> _Task instructions_
Could you retype, exactly as written, every line from the top of the records through the line that contains "pub struct Position"?

> _Data section_
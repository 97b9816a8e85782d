//! Geometry document model and XML writer.
//!
//! The document is a flat list of named solids plus a list of logical
//! volumes with nested physical-volume placements, serialized as GDML. Each
//! physical volume gets its own unique logical volume (required by the
//! downstream simulation to track energy depositions per module), while
//! solids are shared freely by name.

use std::fmt::Write as _;

use thiserror::Error;

/// Named translation, centimeters.
#[derive(Debug, Clone, PartialEq)]
pub struct Position {
    pub name: String,
    pub x: f64,
    pub y: f64,
    pub z: f64,
}

impl Position {
    pub fn new(name: impl Into<String>, x: f64, y: f64, z: f64) -> Self {
        Self { name: name.into(), x, y, z }
    }
}

/// Named rotation, degrees about each axis.
#[derive(Debug, Clone, PartialEq)]
pub struct Rotation {
    pub name: String,
    pub x: f64,
    pub y: f64,
    pub z: f64,
}

impl Rotation {
    pub fn new(name: impl Into<String>, x: f64, y: f64, z: f64) -> Self {
        Self { name: name.into(), x, y, z }
    }
}

/// An immutable named shape. Identity is the name.
#[derive(Debug, Clone, PartialEq)]
pub enum Solid {
    Box {
        name: String,
        x: f64,
        y: f64,
        z: f64,
    },
    /// Boolean subtraction of two previously defined solids, with the second
    /// one offset relative to the first.
    Subtraction {
        name: String,
        first: String,
        second: String,
        position: Position,
    },
}

impl Solid {
    pub fn name(&self) -> &str {
        match self {
            Solid::Box { name, .. } => name,
            Solid::Subtraction { name, .. } => name,
        }
    }
}

/// Material reference carried by a logical volume.
#[derive(Debug, Clone, Copy, PartialEq, Eq)]
pub enum Material {
    Air,
    Polystyrene,
    Aluminum,
    Steel,
}

impl Material {
    pub fn gdml_ref(self) -> &'static str {
        match self {
            Material::Air => "Air",
            Material::Polystyrene => "Polystyrene",
            Material::Aluminum => "ALUMINUM_Al",
            Material::Steel => "STEEL_A992",
        }
    }
}

/// Placement of a child logical volume inside its parent.
#[derive(Debug, Clone, PartialEq)]
pub struct PhysVol {
    pub volume: String,
    pub position: Option<Position>,
    pub rotation: Option<Rotation>,
}

impl PhysVol {
    pub fn new(volume: impl Into<String>) -> Self {
        Self { volume: volume.into(), position: None, rotation: None }
    }

    pub fn at(mut self, position: Position) -> Self {
        self.position = Some(position);
        self
    }

    pub fn rotated(mut self, rotation: Rotation) -> Self {
        self.rotation = Some(rotation);
        self
    }
}

/// A named logical volume: one solid, one material, child placements.
#[derive(Debug, Clone, PartialEq)]
pub struct Volume {
    pub name: String,
    pub material: Material,
    pub solid: String,
    pub children: Vec<PhysVol>,
}

impl Volume {
    pub fn new(name: impl Into<String>, material: Material, solid: impl Into<String>) -> Self {
        Self { name: name.into(), material, solid: solid.into(), children: Vec::new() }
    }

    pub fn place(&mut self, child: PhysVol) {
        self.children.push(child);
    }
}

/// Element entry for the standalone materials table.
#[derive(Debug, Clone)]
pub struct Element {
    pub name: &'static str,
    pub formula: &'static str,
    pub z: u32,
    /// Atomic mass, kept as text to preserve the table's formatting.
    pub atom: &'static str,
}

/// Mass fraction of an element within a material.
#[derive(Debug, Clone)]
pub struct Fraction {
    pub n: &'static str,
    pub element: &'static str,
}

/// Material entry for the standalone materials table.
#[derive(Debug, Clone)]
pub struct MaterialDef {
    pub name: &'static str,
    pub formula: Option<&'static str>,
    /// Density in g/cm3, as text.
    pub density: &'static str,
    pub fractions: Vec<Fraction>,
}

/// Element and material definitions emitted in test mode, so the output
/// loads standalone instead of being pasted into the master geometry.
#[derive(Debug, Clone)]
pub struct MaterialsTable {
    pub elements: Vec<Element>,
    pub materials: Vec<MaterialDef>,
}

impl MaterialsTable {
    pub fn standard() -> Self {
        fn el(name: &'static str, formula: &'static str, z: u32, atom: &'static str) -> Element {
            Element { name, formula, z, atom }
        }
        fn fr(n: &'static str, element: &'static str) -> Fraction {
            Fraction { n, element }
        }

        Self {
            elements: vec![
                el("aluminum", "Al", 13, "26.9815"),
                el("nitrogen", "N", 7, "14.0067"),
                el("oxygen", "O", 8, "15.999"),
                el("argon", "Ar", 18, "39.9480"),
                el("hydrogen", "H", 1, "1.0079"),
                el("carbon", "C", 6, "12.0107"),
                el("iron", "Fe", 26, "55.8450"),
                el("niobium", "Nb", 41, "92.90637"),
                el("copper", "Cu", 29, "63.5463"),
                el("manganese", "Mn", 25, "54.938043"),
                el("molybdenum", "Mo", 42, "95.951"),
                el("nickel", "Ni", 28, "58.6934"),
                el("phosphorus", "P", 15, "30.973"),
                el("silicon", "Si", 14, "28.0855"),
                el("sulfur", "S", 16, "32.065"),
                el("vanadium", "V", 23, "50.94151"),
            ],
            materials: vec![
                MaterialDef {
                    name: "ALUMINUM_Al",
                    formula: Some("ALUMINUM_Al"),
                    density: "2.6990",
                    fractions: vec![fr("1.000", "aluminum")],
                },
                MaterialDef {
                    name: "Air",
                    formula: None,
                    density: "0.001205",
                    fractions: vec![
                        fr("0.781154", "nitrogen"),
                        fr("0.209476", "oxygen"),
                        fr("0.00934", "argon"),
                    ],
                },
                MaterialDef {
                    name: "Polystyrene",
                    formula: None,
                    density: "1.19",
                    fractions: vec![fr("0.077418", "hydrogen"), fr("0.922582", "carbon")],
                },
                MaterialDef {
                    name: "STEEL_A992",
                    formula: None,
                    density: "7.85",
                    fractions: vec![
                        fr("0.0022", "carbon"),
                        fr("0.0004", "niobium"),
                        fr("0.005", "copper"),
                        fr("0.01", "manganese"),
                        fr("0.0014", "molybdenum"),
                        fr("0.0044", "nickel"),
                        fr("0.00034", "phosphorus"),
                        fr("0.0039", "silicon"),
                        fr("0.00044", "sulfur"),
                        fr("0.001", "vanadium"),
                        fr("0.97092", "iron"),
                    ],
                },
            ],
        }
    }
}

/// `<setup>` block naming the world volume, emitted in test mode.
#[derive(Debug, Clone)]
pub struct Setup {
    pub name: String,
    pub version: String,
    pub world: String,
}

/// Errors found when checking document consistency.
#[derive(Debug, Error)]
pub enum DocumentError {
    #[error("solid {0:?} defined more than once")]
    DuplicateSolid(String),
    #[error("volume {0:?} defined more than once")]
    DuplicateVolume(String),
    #[error("volume {volume:?} references unknown solid {solid:?}")]
    UnknownSolid { volume: String, solid: String },
    #[error("subtraction {solid:?} references unknown constituent {constituent:?}")]
    UnknownConstituent { solid: String, constituent: String },
    #[error("volume {parent:?} places {child:?}, which is not defined before it")]
    UnplacedChild { parent: String, child: String },
    #[error("setup references unknown world volume {0:?}")]
    UnknownWorld(String),
}

/// The whole geometry document, built once and serialized once.
#[derive(Debug, Clone, Default)]
pub struct Document {
    pub materials: Option<MaterialsTable>,
    pub solids: Vec<Solid>,
    pub volumes: Vec<Volume>,
    pub setup: Option<Setup>,
}

impl Document {
    pub fn new() -> Self {
        Self::default()
    }

    pub fn add_solid(&mut self, solid: Solid) -> String {
        let name = solid.name().to_string();
        self.solids.push(solid);
        name
    }

    pub fn add_volume(&mut self, volume: Volume) -> String {
        let name = volume.name.clone();
        self.volumes.push(volume);
        name
    }

    pub fn volume(&self, name: &str) -> Option<&Volume> {
        self.volumes.iter().find(|v| v.name == name)
    }

    pub fn solid(&self, name: &str) -> Option<&Solid> {
        self.solids.iter().find(|s| s.name() == name)
    }

    /// Check referential integrity: unique names, resolvable solid and
    /// constituent references, and children defined before the volume that
    /// places them (the order the downstream toolkit requires).
    pub fn validate(&self) -> Result<(), DocumentError> {
        let mut solids = std::collections::HashSet::new();
        for s in &self.solids {
            if !solids.insert(s.name()) {
                return Err(DocumentError::DuplicateSolid(s.name().to_string()));
            }
            if let Solid::Subtraction { name, first, second, .. } = s {
                for part in [first, second] {
                    if !solids.contains(part.as_str()) {
                        return Err(DocumentError::UnknownConstituent {
                            solid: name.clone(),
                            constituent: part.clone(),
                        });
                    }
                }
            }
        }

        let mut volumes = std::collections::HashSet::new();
        for v in &self.volumes {
            if !volumes.insert(v.name.as_str()) {
                return Err(DocumentError::DuplicateVolume(v.name.clone()));
            }
            if !solids.contains(v.solid.as_str()) {
                return Err(DocumentError::UnknownSolid {
                    volume: v.name.clone(),
                    solid: v.solid.clone(),
                });
            }
            for child in &v.children {
                if !volumes.contains(child.volume.as_str()) {
                    return Err(DocumentError::UnplacedChild {
                        parent: v.name.clone(),
                        child: child.volume.clone(),
                    });
                }
            }
        }

        if let Some(setup) = &self.setup {
            if !volumes.contains(setup.world.as_str()) {
                return Err(DocumentError::UnknownWorld(setup.world.clone()));
            }
        }

        Ok(())
    }

    /// Serialize to pretty-printed XML, tab indentation, declaration first.
    pub fn to_xml(&self) -> String {
        let mut out = String::new();
        out.push_str("<?xml version=\"1.0\" ?>\n");
        out.push_str("<gdml>\n");

        if let Some(table) = &self.materials {
            write_materials(&mut out, table);
        }

        out.push_str("\t<solids>\n");
        for solid in &self.solids {
            write_solid(&mut out, solid);
        }
        out.push_str("\t</solids>\n");

        out.push_str("\t<structure>\n");
        for volume in &self.volumes {
            write_volume(&mut out, volume);
        }
        out.push_str("\t</structure>\n");

        if let Some(setup) = &self.setup {
            let _ = writeln!(
                out,
                "\t<setup name=\"{}\" version=\"{}\">\n\t\t<world ref=\"{}\"/>\n\t</setup>",
                setup.name, setup.version, setup.world
            );
        }

        out.push_str("</gdml>\n");
        out
    }
}

/// Shortest decimal rendering of a dimension attribute.
fn num(v: f64) -> String {
    format!("{v}")
}

fn write_materials(out: &mut String, table: &MaterialsTable) {
    out.push_str("\t<materials>\n");
    for e in &table.elements {
        let _ = writeln!(
            out,
            "\t\t<element name=\"{}\" formula=\"{}\" Z=\"{}\">\n\t\t\t<atom value=\"{}\"/>\n\t\t</element>",
            e.name, e.formula, e.z, e.atom
        );
    }
    for m in &table.materials {
        match m.formula {
            Some(formula) => {
                let _ = writeln!(out, "\t\t<material name=\"{}\" formula=\"{}\">", m.name, formula);
            }
            None => {
                let _ = writeln!(out, "\t\t<material name=\"{}\">", m.name);
            }
        }
        let _ = writeln!(out, "\t\t\t<D value=\"{}\" unit=\"g/cm3\"/>", m.density);
        for f in &m.fractions {
            let _ = writeln!(out, "\t\t\t<fraction n=\"{}\" ref=\"{}\"/>", f.n, f.element);
        }
        out.push_str("\t\t</material>\n");
    }
    out.push_str("\t</materials>\n");
}

fn write_solid(out: &mut String, solid: &Solid) {
    match solid {
        Solid::Box { name, x, y, z } => {
            let _ = writeln!(
                out,
                "\t\t<box name=\"{}\" lunit=\"cm\" x=\"{}\" y=\"{}\" z=\"{}\"/>",
                name,
                num(*x),
                num(*y),
                num(*z)
            );
        }
        Solid::Subtraction { name, first, second, position } => {
            let _ = writeln!(out, "\t\t<subtraction name=\"{name}\">");
            let _ = writeln!(out, "\t\t\t<first ref=\"{first}\"/>");
            let _ = writeln!(out, "\t\t\t<second ref=\"{second}\"/>");
            let _ = writeln!(
                out,
                "\t\t\t<position name=\"{}\" unit=\"cm\" x=\"{}\" y=\"{}\" z=\"{}\"/>",
                position.name,
                num(position.x),
                num(position.y),
                num(position.z)
            );
            out.push_str("\t\t</subtraction>\n");
        }
    }
}

fn write_volume(out: &mut String, volume: &Volume) {
    let _ = writeln!(out, "\t\t<volume name=\"{}\">", volume.name);
    let _ = writeln!(out, "\t\t\t<materialref ref=\"{}\"/>", volume.material.gdml_ref());
    let _ = writeln!(out, "\t\t\t<solidref ref=\"{}\"/>", volume.solid);
    for child in &volume.children {
        out.push_str("\t\t\t<physvol>\n");
        let _ = writeln!(out, "\t\t\t\t<volumeref ref=\"{}\"/>", child.volume);
        if let Some(p) = &child.position {
            let _ = writeln!(
                out,
                "\t\t\t\t<position name=\"{}\" unit=\"cm\" x=\"{}\" y=\"{}\" z=\"{}\"/>",
                p.name,
                num(p.x),
                num(p.y),
                num(p.z)
            );
        }
        if let Some(r) = &child.rotation {
            let _ = writeln!(
                out,
                "\t\t\t\t<rotation name=\"{}\" unit=\"deg\" x=\"{}\" y=\"{}\" z=\"{}\"/>",
                r.name,
                num(r.x),
                num(r.y),
                num(r.z)
            );
        }
        out.push_str("\t\t\t</physvol>\n");
    }
    out.push_str("\t\t</volume>\n");
}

> _Result_
repository 97b9816a8e85782d
//! Geometry document model and XML writer.
//!
//! The document is a flat list of named solids plus a list of logical
//! volumes with nested physical-volume placements, serialized as GDML. Each
//! physical volume gets its own unique logical volume (required by the
//! downstream simulation to track energy depositions per module), while
//! solids are shared freely by name.

use std::fmt::Write as _;

use thiserror::Error;

/// Named translation, centimeters.
#[derive(Debug, Clone, PartialEq)]
pub struct Position {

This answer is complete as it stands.